Dataset entries
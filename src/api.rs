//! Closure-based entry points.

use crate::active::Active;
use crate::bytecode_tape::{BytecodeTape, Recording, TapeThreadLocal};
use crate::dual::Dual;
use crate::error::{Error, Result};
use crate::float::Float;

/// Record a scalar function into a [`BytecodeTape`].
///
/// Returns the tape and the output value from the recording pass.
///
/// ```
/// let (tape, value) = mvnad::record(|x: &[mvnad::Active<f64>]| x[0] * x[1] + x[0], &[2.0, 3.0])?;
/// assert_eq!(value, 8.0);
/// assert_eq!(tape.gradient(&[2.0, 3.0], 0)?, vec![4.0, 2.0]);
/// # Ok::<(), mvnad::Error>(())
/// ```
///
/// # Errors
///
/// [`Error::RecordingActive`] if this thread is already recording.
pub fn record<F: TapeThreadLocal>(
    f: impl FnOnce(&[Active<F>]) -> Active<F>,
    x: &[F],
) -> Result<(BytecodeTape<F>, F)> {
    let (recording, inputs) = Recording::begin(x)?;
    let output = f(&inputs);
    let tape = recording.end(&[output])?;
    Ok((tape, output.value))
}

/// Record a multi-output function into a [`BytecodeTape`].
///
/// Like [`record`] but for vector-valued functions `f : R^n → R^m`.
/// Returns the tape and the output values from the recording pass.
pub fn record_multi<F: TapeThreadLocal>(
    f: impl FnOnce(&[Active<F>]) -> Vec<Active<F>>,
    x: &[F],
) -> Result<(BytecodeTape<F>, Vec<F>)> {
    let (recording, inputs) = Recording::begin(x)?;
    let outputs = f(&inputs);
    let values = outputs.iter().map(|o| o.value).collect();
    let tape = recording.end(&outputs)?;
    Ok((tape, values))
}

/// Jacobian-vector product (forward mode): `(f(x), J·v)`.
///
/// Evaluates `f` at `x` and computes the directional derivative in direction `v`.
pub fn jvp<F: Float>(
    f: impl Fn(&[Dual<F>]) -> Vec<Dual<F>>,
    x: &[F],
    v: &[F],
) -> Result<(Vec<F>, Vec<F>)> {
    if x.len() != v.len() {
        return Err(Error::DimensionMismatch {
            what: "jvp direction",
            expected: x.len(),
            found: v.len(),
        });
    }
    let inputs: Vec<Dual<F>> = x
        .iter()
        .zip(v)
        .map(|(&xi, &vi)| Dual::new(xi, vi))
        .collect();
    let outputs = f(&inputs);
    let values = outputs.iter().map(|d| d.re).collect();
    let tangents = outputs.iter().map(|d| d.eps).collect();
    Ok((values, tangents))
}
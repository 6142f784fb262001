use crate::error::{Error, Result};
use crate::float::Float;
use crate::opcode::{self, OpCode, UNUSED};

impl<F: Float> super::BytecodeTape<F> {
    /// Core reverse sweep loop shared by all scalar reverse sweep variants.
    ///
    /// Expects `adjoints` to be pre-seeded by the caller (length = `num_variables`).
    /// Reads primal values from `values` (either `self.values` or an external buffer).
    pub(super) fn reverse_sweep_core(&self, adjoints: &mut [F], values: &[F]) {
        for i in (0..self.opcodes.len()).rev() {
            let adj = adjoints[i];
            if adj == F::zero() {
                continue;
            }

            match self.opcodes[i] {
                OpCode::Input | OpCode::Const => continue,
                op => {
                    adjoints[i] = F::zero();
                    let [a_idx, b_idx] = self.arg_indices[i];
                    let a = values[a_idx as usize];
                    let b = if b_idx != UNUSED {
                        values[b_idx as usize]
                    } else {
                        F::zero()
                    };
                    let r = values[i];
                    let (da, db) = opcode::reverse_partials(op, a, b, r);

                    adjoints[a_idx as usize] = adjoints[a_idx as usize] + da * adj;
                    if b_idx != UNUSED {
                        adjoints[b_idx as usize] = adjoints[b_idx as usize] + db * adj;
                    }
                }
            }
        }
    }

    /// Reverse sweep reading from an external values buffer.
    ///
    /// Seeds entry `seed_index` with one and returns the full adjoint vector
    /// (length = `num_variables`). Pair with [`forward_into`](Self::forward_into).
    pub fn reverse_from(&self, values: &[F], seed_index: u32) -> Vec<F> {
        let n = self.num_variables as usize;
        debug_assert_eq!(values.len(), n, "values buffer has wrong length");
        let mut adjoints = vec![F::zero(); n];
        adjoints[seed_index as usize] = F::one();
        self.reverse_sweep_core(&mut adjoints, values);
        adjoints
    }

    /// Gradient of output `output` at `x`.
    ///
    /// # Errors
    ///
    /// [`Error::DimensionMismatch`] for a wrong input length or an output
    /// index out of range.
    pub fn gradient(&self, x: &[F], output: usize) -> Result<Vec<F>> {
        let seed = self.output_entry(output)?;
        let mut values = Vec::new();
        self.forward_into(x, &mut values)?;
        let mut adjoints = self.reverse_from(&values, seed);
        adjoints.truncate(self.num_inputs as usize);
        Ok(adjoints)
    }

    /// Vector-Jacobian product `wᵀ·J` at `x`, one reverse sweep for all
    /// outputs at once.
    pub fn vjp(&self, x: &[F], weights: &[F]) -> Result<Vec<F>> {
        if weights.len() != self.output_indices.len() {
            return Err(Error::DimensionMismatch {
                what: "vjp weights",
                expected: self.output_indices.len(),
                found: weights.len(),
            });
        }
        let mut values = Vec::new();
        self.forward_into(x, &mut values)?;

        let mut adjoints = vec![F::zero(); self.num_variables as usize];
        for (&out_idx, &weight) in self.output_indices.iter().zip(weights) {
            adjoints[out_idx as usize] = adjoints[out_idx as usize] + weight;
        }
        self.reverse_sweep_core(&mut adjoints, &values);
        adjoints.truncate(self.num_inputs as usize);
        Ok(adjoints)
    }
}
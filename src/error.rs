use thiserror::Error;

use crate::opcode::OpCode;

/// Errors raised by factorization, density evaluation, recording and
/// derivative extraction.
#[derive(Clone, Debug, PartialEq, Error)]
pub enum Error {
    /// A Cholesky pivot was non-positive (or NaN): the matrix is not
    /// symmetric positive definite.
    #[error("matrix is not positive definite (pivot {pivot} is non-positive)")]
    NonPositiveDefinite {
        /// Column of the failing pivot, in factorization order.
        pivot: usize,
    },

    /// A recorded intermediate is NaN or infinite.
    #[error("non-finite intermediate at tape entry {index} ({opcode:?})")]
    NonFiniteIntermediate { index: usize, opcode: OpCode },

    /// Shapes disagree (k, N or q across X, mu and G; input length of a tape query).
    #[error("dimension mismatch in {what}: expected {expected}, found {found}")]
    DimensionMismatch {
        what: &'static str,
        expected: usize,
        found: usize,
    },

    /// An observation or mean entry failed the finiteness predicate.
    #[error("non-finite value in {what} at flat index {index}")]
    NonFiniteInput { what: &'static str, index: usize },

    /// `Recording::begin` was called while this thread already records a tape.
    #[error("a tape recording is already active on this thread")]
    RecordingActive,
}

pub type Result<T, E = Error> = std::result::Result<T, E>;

ACTION ITEM –
Identify the lines of the entries containing the string "pivot". Copy each such line.

RESULT BELOW –
    /// A Cholesky pivot was non-positive (or NaN): the matrix is not
    #[error("matrix is not positive definite (pivot {pivot} is non-positive)")]
        /// Column of the failing pivot, in factorization order.
        pivot: usize,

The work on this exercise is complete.